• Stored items

####################

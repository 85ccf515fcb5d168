use assert_cmd::Command;
use predicates::str::contains;
use std::fs;
use std::path::PathBuf;

/// Helper to get a temporary config directory
fn temp_config_dir() -> tempfile::TempDir {
    tempfile::tempdir().expect("create temp dir")
}

/// Helper to get config file path in the temp dir
fn config_file_path(dir: &tempfile::TempDir) -> PathBuf {
    dir.path().join(".predulive").join("config.json")
}

const BINARY_NAME: &str = "predulive-dashboard";

#[test]
/// Help command should display usage information.
fn cli_help_displays_usage() {
    let mut cmd = Command::cargo_bin(BINARY_NAME).unwrap();
    cmd.arg("--help");
    cmd.assert()
        .success()
        .stdout(contains("Command-line arguments"));
}

#[test]
/// Logout command should delete an existing config file.
fn logout_deletes_config_file() {
    let tmp = temp_config_dir();
    let config_path = config_file_path(&tmp);
    fs::create_dir_all(config_path.parent().unwrap()).unwrap();
    fs::write(&config_path, "{}").unwrap();

    // Ensure the file exists
    assert!(config_path.exists());

    // Run the command
    let mut cmd = Command::cargo_bin(BINARY_NAME).unwrap();
    cmd.arg("logout")
        .env("HOME", tmp.path()) // simulate different $HOME
        .assert()
        .success()
        .stdout(contains("Logging out"));

    // Confirm the file was deleted
    assert!(!config_path.exists());
}

#[test]
/// Logout with no saved configuration should still succeed.
fn logout_without_config_is_a_noop() {
    let tmp = temp_config_dir();

    let mut cmd = Command::cargo_bin(BINARY_NAME).unwrap();
    cmd.arg("logout")
        .env("HOME", tmp.path())
        .assert()
        .success();

    assert!(!config_file_path(&tmp).exists());
}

####################

• Exercise requirements
Search the data for the string "stdout". List each line that has it.

• Response to the exercise
        .stdout(contains("Command-line arguments"));
        .stdout(contains("Logging out"));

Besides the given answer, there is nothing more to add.